* **TASK**
Your task is to tally the lines of the listing containing the word "guilds" and report the figure alone.

* **PROVIDED MATERIAL**
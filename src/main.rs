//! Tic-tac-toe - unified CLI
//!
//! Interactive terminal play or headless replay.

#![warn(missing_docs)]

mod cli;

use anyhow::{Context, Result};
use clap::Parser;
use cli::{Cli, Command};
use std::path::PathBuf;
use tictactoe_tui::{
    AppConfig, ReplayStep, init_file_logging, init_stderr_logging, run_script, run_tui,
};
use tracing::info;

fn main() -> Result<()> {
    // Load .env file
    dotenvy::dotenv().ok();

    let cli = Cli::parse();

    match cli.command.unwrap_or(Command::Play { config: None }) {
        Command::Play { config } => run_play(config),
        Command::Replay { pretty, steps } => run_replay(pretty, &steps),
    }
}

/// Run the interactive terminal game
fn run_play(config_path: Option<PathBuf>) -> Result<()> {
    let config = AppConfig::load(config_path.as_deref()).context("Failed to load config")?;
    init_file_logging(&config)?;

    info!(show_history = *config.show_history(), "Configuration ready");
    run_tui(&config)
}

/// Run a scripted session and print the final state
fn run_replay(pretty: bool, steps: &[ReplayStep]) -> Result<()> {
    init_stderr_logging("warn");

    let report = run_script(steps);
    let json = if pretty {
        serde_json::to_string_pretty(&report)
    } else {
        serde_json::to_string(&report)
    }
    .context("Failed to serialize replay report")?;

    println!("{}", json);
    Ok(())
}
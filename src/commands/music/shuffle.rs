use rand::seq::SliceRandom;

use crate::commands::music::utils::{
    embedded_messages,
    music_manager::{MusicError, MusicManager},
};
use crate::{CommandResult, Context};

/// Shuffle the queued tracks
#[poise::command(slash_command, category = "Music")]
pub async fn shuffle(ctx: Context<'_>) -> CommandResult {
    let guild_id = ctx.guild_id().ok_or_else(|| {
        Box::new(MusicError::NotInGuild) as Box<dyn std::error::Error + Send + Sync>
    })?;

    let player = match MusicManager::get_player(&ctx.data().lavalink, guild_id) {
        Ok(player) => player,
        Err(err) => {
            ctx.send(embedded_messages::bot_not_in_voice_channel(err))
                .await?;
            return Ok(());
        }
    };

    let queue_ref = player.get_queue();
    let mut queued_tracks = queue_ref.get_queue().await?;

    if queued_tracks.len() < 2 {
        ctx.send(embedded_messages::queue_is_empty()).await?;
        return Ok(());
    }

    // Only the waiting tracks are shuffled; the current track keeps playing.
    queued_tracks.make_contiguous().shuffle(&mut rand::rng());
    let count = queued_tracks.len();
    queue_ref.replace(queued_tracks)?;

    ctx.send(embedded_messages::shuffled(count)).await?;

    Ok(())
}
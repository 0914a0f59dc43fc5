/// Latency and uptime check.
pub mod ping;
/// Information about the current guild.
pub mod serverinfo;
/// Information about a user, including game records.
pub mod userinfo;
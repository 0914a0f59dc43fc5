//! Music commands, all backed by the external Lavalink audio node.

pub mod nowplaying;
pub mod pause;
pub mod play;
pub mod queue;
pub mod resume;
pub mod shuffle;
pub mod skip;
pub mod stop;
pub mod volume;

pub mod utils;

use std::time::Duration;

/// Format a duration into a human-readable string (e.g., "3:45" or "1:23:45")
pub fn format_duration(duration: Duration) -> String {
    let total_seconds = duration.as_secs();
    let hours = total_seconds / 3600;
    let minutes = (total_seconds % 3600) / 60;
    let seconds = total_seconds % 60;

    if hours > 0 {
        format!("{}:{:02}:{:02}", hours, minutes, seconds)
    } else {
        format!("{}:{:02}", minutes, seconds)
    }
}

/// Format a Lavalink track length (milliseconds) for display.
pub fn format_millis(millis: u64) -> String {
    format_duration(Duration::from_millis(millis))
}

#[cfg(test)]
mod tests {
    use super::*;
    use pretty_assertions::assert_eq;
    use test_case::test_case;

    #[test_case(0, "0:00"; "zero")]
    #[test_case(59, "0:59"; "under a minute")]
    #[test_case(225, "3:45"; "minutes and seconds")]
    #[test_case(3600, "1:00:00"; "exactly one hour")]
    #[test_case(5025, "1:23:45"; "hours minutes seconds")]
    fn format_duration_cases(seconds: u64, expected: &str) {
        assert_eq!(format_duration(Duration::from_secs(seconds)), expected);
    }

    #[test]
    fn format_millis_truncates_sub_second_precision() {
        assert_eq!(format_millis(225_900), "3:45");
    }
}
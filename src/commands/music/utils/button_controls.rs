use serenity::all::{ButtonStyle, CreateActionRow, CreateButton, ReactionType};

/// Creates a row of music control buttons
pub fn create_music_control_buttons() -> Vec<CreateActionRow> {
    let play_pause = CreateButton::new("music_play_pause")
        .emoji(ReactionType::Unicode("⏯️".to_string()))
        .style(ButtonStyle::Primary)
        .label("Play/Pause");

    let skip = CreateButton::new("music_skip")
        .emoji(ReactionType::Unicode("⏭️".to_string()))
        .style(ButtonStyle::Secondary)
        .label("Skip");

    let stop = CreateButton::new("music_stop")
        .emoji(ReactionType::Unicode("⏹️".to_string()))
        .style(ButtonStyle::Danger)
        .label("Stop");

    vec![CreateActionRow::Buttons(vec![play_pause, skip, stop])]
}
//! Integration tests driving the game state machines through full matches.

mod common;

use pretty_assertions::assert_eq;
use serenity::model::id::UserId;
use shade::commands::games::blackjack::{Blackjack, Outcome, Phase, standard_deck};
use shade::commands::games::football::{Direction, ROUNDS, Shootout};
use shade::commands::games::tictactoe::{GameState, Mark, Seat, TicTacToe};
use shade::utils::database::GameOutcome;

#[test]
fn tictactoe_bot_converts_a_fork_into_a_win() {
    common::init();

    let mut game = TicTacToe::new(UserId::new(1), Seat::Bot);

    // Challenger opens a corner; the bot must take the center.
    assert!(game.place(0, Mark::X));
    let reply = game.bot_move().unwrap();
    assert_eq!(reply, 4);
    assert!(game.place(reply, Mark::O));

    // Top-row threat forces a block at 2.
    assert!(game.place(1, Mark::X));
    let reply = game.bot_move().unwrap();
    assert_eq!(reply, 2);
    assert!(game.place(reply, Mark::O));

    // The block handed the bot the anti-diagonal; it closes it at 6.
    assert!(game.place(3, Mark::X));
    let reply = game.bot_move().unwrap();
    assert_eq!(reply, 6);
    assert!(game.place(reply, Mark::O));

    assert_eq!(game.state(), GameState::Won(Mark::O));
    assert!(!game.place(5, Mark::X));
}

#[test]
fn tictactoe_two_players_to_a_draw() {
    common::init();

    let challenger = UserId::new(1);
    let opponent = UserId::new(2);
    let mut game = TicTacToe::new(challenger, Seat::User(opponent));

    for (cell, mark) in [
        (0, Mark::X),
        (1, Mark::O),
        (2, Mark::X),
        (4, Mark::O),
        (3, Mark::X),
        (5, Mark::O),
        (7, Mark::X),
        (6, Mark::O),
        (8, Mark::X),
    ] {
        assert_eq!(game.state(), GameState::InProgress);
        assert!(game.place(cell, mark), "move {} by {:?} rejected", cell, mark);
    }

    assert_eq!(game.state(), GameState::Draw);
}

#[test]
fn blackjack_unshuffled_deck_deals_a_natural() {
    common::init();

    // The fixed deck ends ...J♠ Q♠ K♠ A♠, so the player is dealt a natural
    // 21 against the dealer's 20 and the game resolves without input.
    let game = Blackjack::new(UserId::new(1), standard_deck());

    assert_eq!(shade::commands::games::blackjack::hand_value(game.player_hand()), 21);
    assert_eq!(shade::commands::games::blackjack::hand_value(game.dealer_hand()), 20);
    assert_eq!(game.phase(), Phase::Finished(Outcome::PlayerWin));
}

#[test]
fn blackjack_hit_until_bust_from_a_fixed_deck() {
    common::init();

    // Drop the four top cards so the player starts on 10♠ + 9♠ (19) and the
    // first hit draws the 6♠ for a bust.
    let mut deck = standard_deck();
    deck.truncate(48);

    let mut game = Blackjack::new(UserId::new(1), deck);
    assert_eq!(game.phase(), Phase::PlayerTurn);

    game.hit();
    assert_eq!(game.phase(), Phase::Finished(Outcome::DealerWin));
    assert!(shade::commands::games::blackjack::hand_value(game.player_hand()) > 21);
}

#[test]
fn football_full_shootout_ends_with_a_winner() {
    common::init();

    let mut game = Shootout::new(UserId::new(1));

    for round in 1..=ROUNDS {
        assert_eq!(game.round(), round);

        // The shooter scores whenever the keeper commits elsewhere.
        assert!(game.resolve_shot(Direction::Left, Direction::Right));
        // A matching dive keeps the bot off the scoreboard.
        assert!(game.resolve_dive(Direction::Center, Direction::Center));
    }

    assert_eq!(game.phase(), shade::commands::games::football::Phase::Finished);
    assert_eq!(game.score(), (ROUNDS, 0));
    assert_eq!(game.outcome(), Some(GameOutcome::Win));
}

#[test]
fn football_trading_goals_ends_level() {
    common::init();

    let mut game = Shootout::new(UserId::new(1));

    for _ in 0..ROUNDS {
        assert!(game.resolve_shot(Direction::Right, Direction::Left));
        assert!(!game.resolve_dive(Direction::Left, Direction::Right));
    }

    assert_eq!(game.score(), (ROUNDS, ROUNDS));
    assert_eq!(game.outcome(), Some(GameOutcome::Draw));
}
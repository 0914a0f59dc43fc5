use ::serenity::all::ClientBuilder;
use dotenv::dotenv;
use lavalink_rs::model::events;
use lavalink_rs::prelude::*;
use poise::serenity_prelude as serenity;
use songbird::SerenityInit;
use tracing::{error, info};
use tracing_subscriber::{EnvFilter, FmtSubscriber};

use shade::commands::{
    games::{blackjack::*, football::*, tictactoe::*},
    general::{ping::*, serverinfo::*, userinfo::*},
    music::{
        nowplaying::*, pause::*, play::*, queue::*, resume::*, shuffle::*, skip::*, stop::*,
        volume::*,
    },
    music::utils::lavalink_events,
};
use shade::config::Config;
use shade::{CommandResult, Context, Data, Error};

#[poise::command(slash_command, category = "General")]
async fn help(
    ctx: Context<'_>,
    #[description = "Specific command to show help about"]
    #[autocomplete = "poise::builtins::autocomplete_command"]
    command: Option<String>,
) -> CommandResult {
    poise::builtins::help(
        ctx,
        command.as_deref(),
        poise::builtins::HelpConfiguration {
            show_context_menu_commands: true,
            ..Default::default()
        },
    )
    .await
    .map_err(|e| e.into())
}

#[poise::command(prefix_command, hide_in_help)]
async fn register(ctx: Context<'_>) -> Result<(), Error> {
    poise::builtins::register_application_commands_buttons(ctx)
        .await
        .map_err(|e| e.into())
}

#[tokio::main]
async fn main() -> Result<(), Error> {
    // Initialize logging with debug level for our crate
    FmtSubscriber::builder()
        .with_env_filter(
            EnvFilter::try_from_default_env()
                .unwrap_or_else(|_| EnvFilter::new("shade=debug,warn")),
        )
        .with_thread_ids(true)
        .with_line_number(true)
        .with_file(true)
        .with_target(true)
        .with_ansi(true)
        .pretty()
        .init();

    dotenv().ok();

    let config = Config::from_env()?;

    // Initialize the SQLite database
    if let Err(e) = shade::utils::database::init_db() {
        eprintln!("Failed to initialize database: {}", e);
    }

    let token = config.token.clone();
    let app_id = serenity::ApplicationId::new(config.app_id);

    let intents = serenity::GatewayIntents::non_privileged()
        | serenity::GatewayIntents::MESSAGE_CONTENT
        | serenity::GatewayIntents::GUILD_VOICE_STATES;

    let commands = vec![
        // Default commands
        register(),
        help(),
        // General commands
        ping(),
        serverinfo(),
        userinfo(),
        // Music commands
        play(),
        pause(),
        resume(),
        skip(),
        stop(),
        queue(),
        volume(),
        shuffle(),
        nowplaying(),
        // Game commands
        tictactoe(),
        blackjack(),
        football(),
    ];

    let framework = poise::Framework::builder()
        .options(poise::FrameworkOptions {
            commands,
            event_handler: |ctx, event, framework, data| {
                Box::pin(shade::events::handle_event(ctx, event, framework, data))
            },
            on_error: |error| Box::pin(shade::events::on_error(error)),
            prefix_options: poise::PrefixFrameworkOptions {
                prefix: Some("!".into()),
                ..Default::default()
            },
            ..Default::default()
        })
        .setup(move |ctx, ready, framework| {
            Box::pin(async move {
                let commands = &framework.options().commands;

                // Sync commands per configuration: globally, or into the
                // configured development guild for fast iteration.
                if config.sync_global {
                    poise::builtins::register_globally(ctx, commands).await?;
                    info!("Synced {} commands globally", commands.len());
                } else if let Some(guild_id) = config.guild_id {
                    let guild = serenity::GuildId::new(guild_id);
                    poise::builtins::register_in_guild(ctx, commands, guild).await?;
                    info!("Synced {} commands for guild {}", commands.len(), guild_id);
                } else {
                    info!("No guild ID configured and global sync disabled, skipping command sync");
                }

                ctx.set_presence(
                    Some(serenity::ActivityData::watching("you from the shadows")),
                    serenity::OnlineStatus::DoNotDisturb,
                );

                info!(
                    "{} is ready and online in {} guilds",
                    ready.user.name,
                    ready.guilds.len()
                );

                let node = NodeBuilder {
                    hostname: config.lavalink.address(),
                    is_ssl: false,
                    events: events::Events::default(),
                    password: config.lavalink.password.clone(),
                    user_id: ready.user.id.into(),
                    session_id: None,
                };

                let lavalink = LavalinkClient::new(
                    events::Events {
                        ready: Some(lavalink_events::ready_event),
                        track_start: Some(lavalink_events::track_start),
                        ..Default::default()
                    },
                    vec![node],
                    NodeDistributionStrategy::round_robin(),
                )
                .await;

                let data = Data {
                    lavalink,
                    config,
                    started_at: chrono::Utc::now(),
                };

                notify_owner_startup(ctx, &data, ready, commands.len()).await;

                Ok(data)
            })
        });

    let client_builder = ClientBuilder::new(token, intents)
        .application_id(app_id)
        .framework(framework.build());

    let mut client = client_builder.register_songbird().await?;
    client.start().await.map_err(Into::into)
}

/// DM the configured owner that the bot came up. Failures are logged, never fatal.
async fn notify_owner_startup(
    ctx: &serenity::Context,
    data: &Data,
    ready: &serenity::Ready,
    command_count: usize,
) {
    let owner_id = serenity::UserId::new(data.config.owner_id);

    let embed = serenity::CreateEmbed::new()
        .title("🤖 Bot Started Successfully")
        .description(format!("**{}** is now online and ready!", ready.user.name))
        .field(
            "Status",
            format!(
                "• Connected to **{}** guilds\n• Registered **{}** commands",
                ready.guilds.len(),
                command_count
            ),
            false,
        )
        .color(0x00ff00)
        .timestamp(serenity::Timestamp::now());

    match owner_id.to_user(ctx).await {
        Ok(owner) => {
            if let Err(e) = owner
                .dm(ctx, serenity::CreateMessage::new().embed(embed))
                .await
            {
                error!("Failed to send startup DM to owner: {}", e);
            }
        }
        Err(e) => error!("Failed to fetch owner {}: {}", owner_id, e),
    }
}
--
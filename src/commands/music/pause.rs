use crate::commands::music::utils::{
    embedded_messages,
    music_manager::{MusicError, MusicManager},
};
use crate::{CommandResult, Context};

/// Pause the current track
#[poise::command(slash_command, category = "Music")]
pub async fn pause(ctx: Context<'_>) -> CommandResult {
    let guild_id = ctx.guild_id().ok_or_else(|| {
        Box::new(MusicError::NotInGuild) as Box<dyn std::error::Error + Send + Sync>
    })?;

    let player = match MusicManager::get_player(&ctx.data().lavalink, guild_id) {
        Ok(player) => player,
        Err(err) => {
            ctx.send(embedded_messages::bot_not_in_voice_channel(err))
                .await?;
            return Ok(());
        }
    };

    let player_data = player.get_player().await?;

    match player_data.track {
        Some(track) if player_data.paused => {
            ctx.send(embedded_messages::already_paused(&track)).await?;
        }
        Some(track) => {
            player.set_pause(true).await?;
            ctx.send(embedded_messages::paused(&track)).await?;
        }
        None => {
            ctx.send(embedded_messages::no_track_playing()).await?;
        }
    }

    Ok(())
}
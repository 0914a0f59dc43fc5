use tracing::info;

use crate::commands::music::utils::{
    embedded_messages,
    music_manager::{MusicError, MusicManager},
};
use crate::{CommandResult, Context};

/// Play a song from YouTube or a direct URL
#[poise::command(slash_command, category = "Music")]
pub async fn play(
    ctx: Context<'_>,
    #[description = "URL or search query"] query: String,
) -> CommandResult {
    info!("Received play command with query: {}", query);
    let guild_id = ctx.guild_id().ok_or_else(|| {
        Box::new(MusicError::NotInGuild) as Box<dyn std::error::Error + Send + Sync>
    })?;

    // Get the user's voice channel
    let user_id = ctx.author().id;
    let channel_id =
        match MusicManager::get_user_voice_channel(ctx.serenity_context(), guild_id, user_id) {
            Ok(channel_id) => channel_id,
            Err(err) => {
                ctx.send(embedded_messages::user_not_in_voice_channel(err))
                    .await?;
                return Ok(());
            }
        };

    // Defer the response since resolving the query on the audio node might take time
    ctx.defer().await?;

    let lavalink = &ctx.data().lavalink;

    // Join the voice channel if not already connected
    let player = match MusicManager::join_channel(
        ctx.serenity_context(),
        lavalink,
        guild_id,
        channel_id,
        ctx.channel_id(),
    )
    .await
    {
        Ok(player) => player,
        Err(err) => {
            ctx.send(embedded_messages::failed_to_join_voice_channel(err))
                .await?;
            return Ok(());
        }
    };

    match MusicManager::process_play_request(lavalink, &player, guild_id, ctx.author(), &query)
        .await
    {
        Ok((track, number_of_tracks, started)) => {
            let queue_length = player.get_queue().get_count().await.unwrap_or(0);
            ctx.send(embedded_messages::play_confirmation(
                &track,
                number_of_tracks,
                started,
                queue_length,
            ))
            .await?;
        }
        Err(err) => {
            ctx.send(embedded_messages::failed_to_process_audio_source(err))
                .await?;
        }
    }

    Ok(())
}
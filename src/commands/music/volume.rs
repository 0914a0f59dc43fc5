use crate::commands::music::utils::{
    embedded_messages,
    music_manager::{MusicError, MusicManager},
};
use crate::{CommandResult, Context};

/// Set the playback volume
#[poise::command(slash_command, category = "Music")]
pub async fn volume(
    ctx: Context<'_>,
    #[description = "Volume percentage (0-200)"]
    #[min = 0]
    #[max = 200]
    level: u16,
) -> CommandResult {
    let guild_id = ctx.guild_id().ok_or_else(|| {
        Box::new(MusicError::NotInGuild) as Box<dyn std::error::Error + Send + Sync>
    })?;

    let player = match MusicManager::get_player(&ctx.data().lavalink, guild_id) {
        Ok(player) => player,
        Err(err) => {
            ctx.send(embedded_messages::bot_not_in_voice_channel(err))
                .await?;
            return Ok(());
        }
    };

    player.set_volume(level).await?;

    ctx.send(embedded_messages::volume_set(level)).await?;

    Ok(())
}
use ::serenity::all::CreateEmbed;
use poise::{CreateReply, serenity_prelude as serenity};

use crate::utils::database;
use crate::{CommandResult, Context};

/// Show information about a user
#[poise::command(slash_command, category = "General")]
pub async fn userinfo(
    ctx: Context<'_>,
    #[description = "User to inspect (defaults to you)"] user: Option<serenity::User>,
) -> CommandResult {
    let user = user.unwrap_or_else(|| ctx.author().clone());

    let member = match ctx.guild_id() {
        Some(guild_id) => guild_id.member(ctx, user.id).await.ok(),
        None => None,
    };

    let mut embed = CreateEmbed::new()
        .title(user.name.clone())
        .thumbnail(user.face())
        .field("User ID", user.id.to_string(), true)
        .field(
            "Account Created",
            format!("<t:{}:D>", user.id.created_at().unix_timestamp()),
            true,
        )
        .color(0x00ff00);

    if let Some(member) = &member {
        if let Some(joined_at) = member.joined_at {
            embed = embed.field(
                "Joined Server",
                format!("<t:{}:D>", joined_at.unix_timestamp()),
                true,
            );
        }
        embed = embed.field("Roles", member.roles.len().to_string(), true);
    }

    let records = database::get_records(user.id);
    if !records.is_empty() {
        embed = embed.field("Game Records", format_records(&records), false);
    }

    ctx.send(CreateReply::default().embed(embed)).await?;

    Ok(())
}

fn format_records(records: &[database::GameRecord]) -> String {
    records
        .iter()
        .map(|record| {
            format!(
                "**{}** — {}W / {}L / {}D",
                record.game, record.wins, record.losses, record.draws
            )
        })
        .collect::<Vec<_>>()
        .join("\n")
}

* **RESULT FOR THIS TASK**
4